### Action item:
Reproduce the entries shown below only from the line with "client operation failed." down to the line with "use appsync_core::Runtime;", keeping both end lines and copying each one exactly.

### Extracted information:

// Copyright (C) 2025 SyncMyOrders Sp. z o.o.
// SPDX-License-Identifier: AGPL-3.0-or-later
//! Error types for appsync-core.

use thiserror::Error;

use crate::client::ClientError;
use crate::types::{RsyncEvent, StateValue};

/// Core errors.
#[derive(Debug, Error)]
#[non_exhaustive]
pub enum Error {
    /// Database operation failed.
    #[error("Database error: {0}")]
    Database(#[from] sqlx::Error),

    /// Database migration failed.
    #[error("Migration error: {0}")]
    Migration(#[from] sqlx::migrate::MigrateError),

    /// I/O operation failed.
    #[error("IO error: {0}")]
    Io(#[from] std::io::Error),

    /// JSON serialization/deserialization failed.
    #[error("JSON error: {0}")]
    Json(#[from] serde_json::Error),

    /// YAML serialization/deserialization failed.
    #[error("YAML error: {0}")]
    Yaml(#[from] serde_yaml::Error),

    /// A resource, definition or approval payload is not UTF-8 text.
    #[error("Payload is not valid UTF-8: {0}")]
    InvalidUtf8(#[from] std::str::Utf8Error),

    /// A handle or value is missing from the AppContext store.
    #[error("Not found: {0}")]
    NotFound(String),

    /// A name that cannot be used as an AppContext level name.
    #[error("Invalid name: {0}")]
    InvalidName(String),

    /// Cluster name is not of the form `<provider>+<cluster>`.
    #[error("Not a valid cluster name: {0}")]
    InvalidClusterName(String),

    /// The event is not accepted in the current AppContext state.
    #[error("Invalid state change: event {event} is not allowed in state {state}")]
    InvalidStateChange {
        /// Event that was rejected.
        event: RsyncEvent,
        /// State the AppContext was in.
        state: StateValue,
    },

    /// The AppContext has been force-stopped.
    #[error("Stop flag set for AppContext {0}")]
    StopFlagSet(String),

    /// The operation was cancelled.
    #[error("Operation cancelled")]
    Cancelled,

    /// The reachability probe gave up.
    #[error("Retries exceeded max")]
    RetriesExceeded,

    /// Cluster client operation failed.
    #[error("Cluster client error: {0}")]
    Client(#[from] ClientError),

    /// Other error.
    #[error("{0}")]
    Other(String),
}

impl Error {
    /// True when the error is the result of a cancelled subtask.
    pub fn is_cancelled(&self) -> bool {
        matches!(self, Error::Cancelled)
    }

    /// True when the error came from a malformed cluster name.
    pub fn is_invalid_cluster_name(&self) -> bool {
        matches!(self, Error::InvalidClusterName(_))
    }
}

impl From<tokio::task::JoinError> for Error {
    fn from(err: tokio::task::JoinError) -> Self {
        if err.is_cancelled() {
            Error::Cancelled
        } else {
            Error::Other(format!("task panicked: {}", err))
        }
    }
}

/// Result type using the core Error.
pub type Result<T> = std::result::Result<T, Error>;

#[cfg(test)]
mod tests {
    use super::*;

    #[test]
    fn test_error_display() {
        assert_eq!(Error::RetriesExceeded.to_string(), "Retries exceeded max");
        assert_eq!(
            Error::InvalidClusterName("a+b+c".to_string()).to_string(),
            "Not a valid cluster name: a+b+c"
        );
        let err = Error::InvalidStateChange {
            event: RsyncEvent::Update,
            state: StateValue::Created,
        };
        assert_eq!(
            err.to_string(),
            "Invalid state change: event Update is not allowed in state Created"
        );
    }

    #[test]
    fn test_is_cancelled() {
        assert!(Error::Cancelled.is_cancelled());
        assert!(!Error::RetriesExceeded.is_cancelled());
    }
}
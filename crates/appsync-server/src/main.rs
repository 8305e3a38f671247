// Copyright (C) 2025 SyncMyOrders Sp. z o.o.
// SPDX-License-Identifier: AGPL-3.0-or-later
//! appsync - multi-cluster rollout service
//!
//! Serves the rollout RPCs and the intent controllers over HTTP, and resumes
//! every AppContext left active by a previous process.

use std::path::Path;
use std::sync::Arc;

use anyhow::Result;
use appsync_core::client::fake::FakeClusters;
use appsync_core::connector::{ClientMode, DocumentCloudConfigStore};
use appsync_core::persistence::{DocumentStore, KvStore, SqliteStore};
use appsync_core::Runtime;
use appsync_intents::{ClusterSnapshots, IntentStore, TranslatorRegistry};
use tokio_util::sync::CancellationToken;
use tracing::{error, info};

use appsync_server::config::Config;
use appsync_server::inventory::KubeInventory;
use appsync_server::{AppState, router, server};

#[tokio::main]
async fn main() -> Result<()> {
    // Load .env file (from crate directory or parent directories)
    dotenvy::dotenv().ok();

    tracing_subscriber::fmt()
        .with_env_filter(
            tracing_subscriber::EnvFilter::from_default_env()
                .add_directive("appsync=info".parse()?),
        )
        .init();

    info!("Starting appsync");

    let config = Config::from_env().map_err(|e| {
        error!("Configuration error: {}", e);
        e
    })?;

    info!(
        http_addr = %config.http_addr,
        tls = config.tls.is_some(),
        max_retries = ?config.max_retries,
        test_client = config.test_client,
        "Configuration loaded"
    );

    if let Some(path) = config.database_url.strip_prefix("sqlite:") {
        let path = path.split('?').next().unwrap_or(path);
        if let Some(dir) = Path::new(path).parent().filter(|d| !d.as_os_str().is_empty()) {
            tokio::fs::create_dir_all(dir).await?;
        }
    }

    info!("Connecting to database...");
    let store = Arc::new(SqliteStore::connect(&config.database_url).await?);
    info!("Database ready");
    let kv: Arc<dyn KvStore> = store.clone();
    let docs: Arc<dyn DocumentStore> = store;

    let client_mode = if config.test_client {
        ClientMode::Fake(FakeClusters::new())
    } else {
        ClientMode::Kube
    };

    let runtime = Runtime::builder()
        .kv_store(kv.clone())
        .document_store(docs.clone())
        .settings(config.reconciler_settings())
        .client_mode(client_mode)
        .kubeconfig_dir(config.kubeconfig_dir.clone())
        .build()?
        .start()
        .await?;

    let resumed = runtime.restart_app_contexts().await?;
    info!(resumed, "Active AppContexts resumed");

    let intents = IntentStore::new(docs.clone());
    let inventory = Arc::new(KubeInventory::new(Arc::new(DocumentCloudConfigStore::new(docs))));
    let state = AppState {
        runtime: runtime.clone(),
        translators: TranslatorRegistry::with_defaults(kv, intents.clone()),
        snapshots: ClusterSnapshots::new(intents, inventory),
    };

    let tls = match &config.tls {
        Some(tls) => Some(server::tls_acceptor(tls).await?),
        None => None,
    };

    let shutdown = CancellationToken::new();
    let server_shutdown = shutdown.clone();
    let app = router(state);
    let addr = config.http_addr;
    let server_handle = tokio::spawn(async move {
        if let Err(e) = server::serve(addr, app, tls, server_shutdown).await {
            error!("HTTP server error: {}", e);
        }
    });

    tokio::signal::ctrl_c().await?;
    info!("Shutting down...");

    shutdown.cancel();
    runtime.shutdown().await?;
    let _ = server_handle.await;

    info!("Shutdown complete");
    Ok(())
}
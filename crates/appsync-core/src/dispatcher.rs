// Copyright (C) 2025 SyncMyOrders Sp. z o.o.
// SPDX-License-Identifier: AGPL-3.0-or-later
//! Context dispatcher.
//!
//! Keeps the process-wide map `AppContextID → Context` and guarantees that at
//! most one worker exists per AppContext. Lock order is always: dispatcher
//! map, then the per-Context lock, then the connector's client cache.

use std::collections::HashMap;
use std::sync::{Arc, Mutex, MutexGuard};

use futures::FutureExt;
use futures::future::BoxFuture;
use tokio::sync::watch;
use tokio::task::JoinHandle;
use tokio_util::sync::CancellationToken;
use tracing::{debug, info, instrument, warn};

use crate::appcontext::{self, AppContext};
use crate::connector::ClusterConnector;
use crate::error::Result;
use crate::queue::{EventQueue, QueueElement};
use crate::reconciler;
use crate::runtime::Runtime;
use crate::types::RsyncEvent;

/// Mutable state of a Context, guarded by the per-Context lock.
pub(crate) struct ContextState {
    /// A worker task is alive for this AppContext.
    pub running: bool,
    /// Token of the event currently in flight.
    pub cancel: CancellationToken,
    /// Event currently in flight.
    pub current_event: Option<RsyncEvent>,
    /// Connector used by the worker.
    pub connector: Option<Arc<dyn ClusterConnector>>,
    /// Handle of the most recent worker task.
    pub worker: Option<JoinHandle<()>>,
}

/// Per-AppContext dispatch state.
pub struct Context {
    id: String,
    pub(crate) state: tokio::sync::Mutex<ContextState>,
    idle: watch::Sender<bool>,
}

impl Context {
    fn new(id: &str) -> Self {
        let (idle, _) = watch::channel(true);
        Self {
            id: id.to_string(),
            state: tokio::sync::Mutex::new(ContextState {
                running: false,
                cancel: CancellationToken::new(),
                current_event: None,
                connector: None,
                worker: None,
            }),
            idle,
        }
    }

    /// The AppContext id.
    pub fn id(&self) -> &str {
        &self.id
    }

    /// True while a worker is alive.
    pub async fn is_running(&self) -> bool {
        self.state.lock().await.running
    }

    pub(crate) fn set_idle(&self, idle: bool) {
        self.idle.send_replace(idle);
    }

    /// Wait until no worker is alive for this AppContext.
    pub async fn wait_idle(&self) {
        let mut rx = self.idle.subscribe();
        // The sender lives as long as the Context, so this only fails if it is dropped.
        let _ = rx.wait_for(|idle| *idle).await;
    }
}

/// Process-wide registry of Contexts.
#[derive(Default)]
pub struct Dispatcher {
    contexts: Mutex<HashMap<String, Arc<Context>>>,
}

impl Dispatcher {
    pub fn new() -> Self {
        Self::default()
    }

    fn lock(&self) -> MutexGuard<'_, HashMap<String, Arc<Context>>> {
        self.contexts.lock().unwrap_or_else(|e| e.into_inner())
    }

    /// Context of an AppContext, created on first use.
    pub fn get_or_create(&self, id: &str) -> Arc<Context> {
        Arc::clone(
            self.lock()
                .entry(id.to_string())
                .or_insert_with(|| Arc::new(Context::new(id))),
        )
    }

    /// Context of an AppContext if one was created.
    pub fn get(&self, id: &str) -> Option<Arc<Context>> {
        self.lock().get(id).cloned()
    }

    /// Every known Context.
    pub fn all(&self) -> Vec<Arc<Context>> {
        self.lock().values().cloned().collect()
    }
}

/// Start a worker for `ctx`. The caller holds the per-Context lock.
fn start_worker(
    rt: &Runtime,
    ctx: &Arc<Context>,
    state: &mut ContextState,
    connector: Arc<dyn ClusterConnector>,
) {
    state.running = true;
    state.connector = Some(connector);
    ctx.set_idle(false);
    state.worker = Some(tokio::spawn(reconciler::run_worker(
        rt.clone(),
        Arc::clone(ctx),
    )));
    debug!(app_context_id = %ctx.id(), "Worker spawned");
}

/// Enqueue `event` for an AppContext and make sure a worker is processing it.
///
/// If the event is `Terminate` and another event is in flight, that event is
/// cancelled so the terminate can proceed.
pub fn handle_app_context(
    rt: Runtime,
    id: String,
    update_id: Option<String>,
    event: RsyncEvent,
    connector: Arc<dyn ClusterConnector>,
) -> BoxFuture<'static, Result<()>> {
    async move { enqueue_and_dispatch(rt, id, update_id, event, connector).await }.boxed()
}

#[instrument(skip(rt, connector), fields(app_context_id = %id))]
async fn enqueue_and_dispatch(
    rt: Runtime,
    id: String,
    update_id: Option<String>,
    event: RsyncEvent,
    connector: Arc<dyn ClusterConnector>,
) -> Result<()> {
    let ac = AppContext::load(rt.store().clone(), &id).await?;
    let ctx = rt.dispatcher().get_or_create(&id);

    let mut state = ctx.state.lock().await;
    let index = EventQueue::new(&ac)
        .enqueue(QueueElement::pending(event, update_id))
        .await?;
    if event == RsyncEvent::Terminate {
        ac.set_pending_terminate_flag(true).await?;
    }
    appcontext::record_active(rt.store().as_ref(), &id).await?;
    info!(event = %event, index, "Event enqueued");

    if !state.running {
        start_worker(&rt, &ctx, &mut state, connector);
    } else if event == RsyncEvent::Terminate
        && state
            .current_event
            .is_some_and(|current| current != RsyncEvent::Terminate)
    {
        info!("Cancelling in-flight event for Terminate");
        state.cancel.cancel();
    }
    Ok(())
}

/// Restart workers for every AppContext recorded as active.
///
/// AppContexts whose queue has nothing pending, or that no longer exist,
/// are removed from the active set. Returns the number of workers started.
#[instrument(skip(rt))]
pub async fn restart_app_contexts(rt: &Runtime) -> Result<usize> {
    let store = rt.store().clone();
    let mut started = 0;
    for id in appcontext::list_active(store.as_ref()).await? {
        let ac = match AppContext::load(store.clone(), &id).await {
            Ok(ac) => ac,
            Err(e) => {
                warn!(app_context_id = %id, error = %e, "Dropping unknown AppContext from active set");
                appcontext::delete_active(store.as_ref(), &id).await?;
                continue;
            }
        };

        let ctx = rt.dispatcher().get_or_create(&id);
        let mut state = ctx.state.lock().await;
        if state.running {
            continue;
        }
        if EventQueue::new(&ac).has_pending().await? {
            start_worker(rt, &ctx, &mut state, rt.connector(&id));
            started += 1;
            info!(app_context_id = %id, "Restarted worker");
        } else {
            appcontext::delete_active(store.as_ref(), &id).await?;
            debug!(app_context_id = %id, "Nothing pending; removed from active set");
        }
    }
    Ok(started)
}
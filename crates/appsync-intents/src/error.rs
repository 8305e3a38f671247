// Copyright (C) 2025 SyncMyOrders Sp. z o.o.
// SPDX-License-Identifier: AGPL-3.0-or-later
//! Error types for appsync-intents.

use thiserror::Error;

/// Intent controller errors.
#[derive(Debug, Error)]
#[non_exhaustive]
pub enum IntentError {
    /// AppContext or document store failure.
    #[error(transparent)]
    Core(#[from] appsync_core::Error),

    /// JSON serialization/deserialization failed.
    #[error("JSON error: {0}")]
    Json(#[from] serde_json::Error),

    /// A resource definition is not valid YAML.
    #[error("YAML error: {0}")]
    Yaml(#[from] serde_yaml::Error),

    /// A referenced intent or resource does not exist.
    #[error("Not found: {0}")]
    NotFound(String),

    /// An intent is inconsistent with the AppContext or with other intents.
    #[error("Invalid intent: {0}")]
    Invalid(String),

    /// Placement left an app or a cluster group without any cluster.
    #[error("No qualified cluster for app {app}{}", .group.as_ref().map(|g| format!(" in group {g}")).unwrap_or_default())]
    NoQualifiedCluster {
        /// App being placed.
        app: String,
        /// Cluster group that ended up empty, if the cluster was grouped.
        group: Option<String>,
    },

    /// No cluster hosts every app of a chain.
    #[error("No cluster hosts every app of chain {0}")]
    NoChainCluster(String),

    /// `UpdateAppContext` was called for a controller that is not registered.
    #[error("Unknown controller: {0}")]
    UnknownController(String),
}

/// Result type using IntentError.
pub type Result<T> = std::result::Result<T, IntentError>;
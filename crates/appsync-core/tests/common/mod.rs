// Copyright (C) 2025 SyncMyOrders Sp. z o.o.
// SPDX-License-Identifier: AGPL-3.0-or-later
//! Common test infrastructure for appsync-core integration tests.
//!
//! Provides TestContext for setting up a store, simulated clusters and a
//! running runtime, plus helpers for seeding AppContext trees.

#![allow(dead_code)]

use std::sync::Arc;
use std::time::Duration;

use appsync_core::client::fake::FakeClusters;
use appsync_core::persistence::{KvStore, MemoryStore};
use appsync_core::{AppContext, CompositeAppMeta, ReconcilerSettings, Runtime, StateValue};

/// Upper bound for any single wait in these tests.
pub const WAIT: Duration = Duration::from_secs(10);

/// Test context that manages the store, simulated clusters and runtime.
pub struct TestContext {
    pub store: Arc<dyn KvStore>,
    pub clusters: Arc<FakeClusters>,
    pub runtime: Runtime,
}

impl TestContext {
    /// Create a runtime backed by an in-memory store and fake clusters,
    /// tuned for short polling intervals.
    pub async fn new() -> Self {
        Self::with_settings(fast_settings()).await
    }

    pub async fn with_settings(settings: ReconcilerSettings) -> Self {
        let _ = tracing_subscriber::fmt()
            .with_env_filter("appsync_core=debug")
            .with_test_writer()
            .try_init();

        let store: Arc<dyn KvStore> = Arc::new(MemoryStore::new());
        let clusters = FakeClusters::new();
        let runtime = start_runtime(store.clone(), clusters.clone(), settings).await;
        Self {
            store,
            clusters,
            runtime,
        }
    }

    /// Wait until the worker of `id` exits, failing the test after [`WAIT`].
    pub async fn quiesce(&self, id: &str) {
        tokio::time::timeout(WAIT, self.runtime.wait_for_quiescence(id))
            .await
            .unwrap_or_else(|_| panic!("worker of {id} did not go idle"));
    }

    pub async fn status(&self, id: &str) -> StateValue {
        self.runtime
            .app_context(id)
            .await
            .unwrap()
            .get_status()
            .await
            .unwrap()
    }

    /// Poll until `cond` holds, failing the test after [`WAIT`].
    pub async fn until(&self, what: &str, cond: impl Fn(&FakeClusters) -> bool) {
        let deadline = tokio::time::Instant::now() + WAIT;
        while !cond(&self.clusters) {
            assert!(tokio::time::Instant::now() < deadline, "timed out waiting for {what}");
            tokio::time::sleep(Duration::from_millis(5)).await;
        }
    }
}

pub fn fast_settings() -> ReconcilerSettings {
    ReconcilerSettings::default()
        .with_wait_time(Duration::from_millis(10))
        .with_stop_poll_interval(Duration::from_millis(20))
        .with_dependency_delay(Duration::from_millis(50))
}

pub async fn start_runtime(
    store: Arc<dyn KvStore>,
    clusters: Arc<FakeClusters>,
    settings: ReconcilerSettings,
) -> Runtime {
    Runtime::builder()
        .kv_store(store)
        .settings(settings)
        .fake_clusters(clusters)
        .build()
        .unwrap()
        .start()
        .await
        .unwrap()
}

/// YAML of a ConfigMap named `name` carrying `value`.
pub fn config_map(name: &str, value: &str) -> Vec<u8> {
    format!(
        "apiVersion: v1\nkind: ConfigMap\nmetadata:\n  name: {name}\n  namespace: default\ndata:\n  value: \"{value}\"\n"
    )
    .into_bytes()
}

/// One resource of a seeded tree: `(app, cluster, name, value)`.
pub type Row<'a> = (&'a str, &'a str, &'a str, &'a str);

/// Create AppContext `id` with the given resources. Apps keep first-seen order.
pub async fn seed(store: &Arc<dyn KvStore>, id: &str, rows: &[Row<'_>]) -> AppContext {
    let ac = AppContext::create(store.clone(), id).await.unwrap();
    ac.add_composite_meta(&CompositeAppMeta {
        project: "proj1".to_string(),
        composite_app: "ca1".to_string(),
        version: "v1".to_string(),
        release: "r1".to_string(),
        deployment_intent_group: "dig1".to_string(),
        namespace: "default".to_string(),
        level: "0".to_string(),
    })
    .await
    .unwrap();

    let mut apps: Vec<String> = Vec::new();
    for (app, cluster, name, value) in rows {
        if !apps.iter().any(|a| a == app) {
            ac.add_app(app).await.unwrap();
            apps.push(app.to_string());
        }
        if ac.get_cluster_handle(app, cluster).await.is_err() {
            let app_handle = ac.get_app_handle(app).await.unwrap();
            ac.add_cluster(&app_handle, cluster).await.unwrap();
        }
        ac.add_ordered_resource(app, cluster, name, &config_map(name, value))
            .await
            .unwrap();
    }
    ac.set_app_order(&apps).await.unwrap();
    ac
}

pub fn sorted(mut v: Vec<String>) -> Vec<String> {
    v.sort();
    v
}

### Result:
    /// Cluster client operation failed.
    #[error("Cluster client error: {0}")]
    Client(#[from] ClientError),

    /// Other error.
    #[error("{0}")]
    Other(String),
}

impl Error {
    /// True when the error is the result of a cancelled subtask.
    pub fn is_cancelled(&self) -> bool {
        matches!(self, Error::Cancelled)
    }

    /// True when the error came from a malformed cluster name.
    pub fn is_invalid_cluster_name(&self) -> bool {
        matches!(self, Error::InvalidClusterName(_))
    }
}

impl From<tokio::task::JoinError> for Error {
    fn from(err: tokio::task::JoinError) -> Self {
        if err.is_cancelled() {
            Error::Cancelled
        } else {
            Error::Other(format!("task panicked: {}", err))
        }
    }
}

/// Result type using the core Error.
pub type Result<T> = std::result::Result<T, Error>;

#[cfg(test)]
mod tests {
    use super::*;

    #[test]
    fn test_error_display() {
        assert_eq!(Error::RetriesExceeded.to_string(), "Retries exceeded max");
        assert_eq!(
            Error::InvalidClusterName("a+b+c".to_string()).to_string(),
            "Not a valid cluster name: a+b+c"
        );
        let err = Error::InvalidStateChange {
            event: RsyncEvent::Update,
            state: StateValue::Created,
        };
        assert_eq!(
            err.to_string(),
            "Invalid state change: event Update is not allowed in state Created"
        );
    }

    #[test]
    fn test_is_cancelled() {
        assert!(Error::Cancelled.is_cancelled());
        assert!(!Error::RetriesExceeded.is_cancelled());
    }
}
filename crates/appsync-server/src/main.rs
repository 8305e3a38f671247
// Copyright (C) 2025 SyncMyOrders Sp. z o.o.
// SPDX-License-Identifier: AGPL-3.0-or-later
//! appsync - multi-cluster rollout service
//!
//! Serves the rollout RPCs and the intent controllers over HTTP, and resumes
//! every AppContext left active by a previous process.

use std::path::Path;
use std::sync::Arc;

use anyhow::Result;
use appsync_core::client::fake::FakeClusters;
use appsync_core::connector::{ClientMode, DocumentCloudConfigStore};
use appsync_core::persistence::{DocumentStore, KvStore, SqliteStore};
use appsync_core::Runtime;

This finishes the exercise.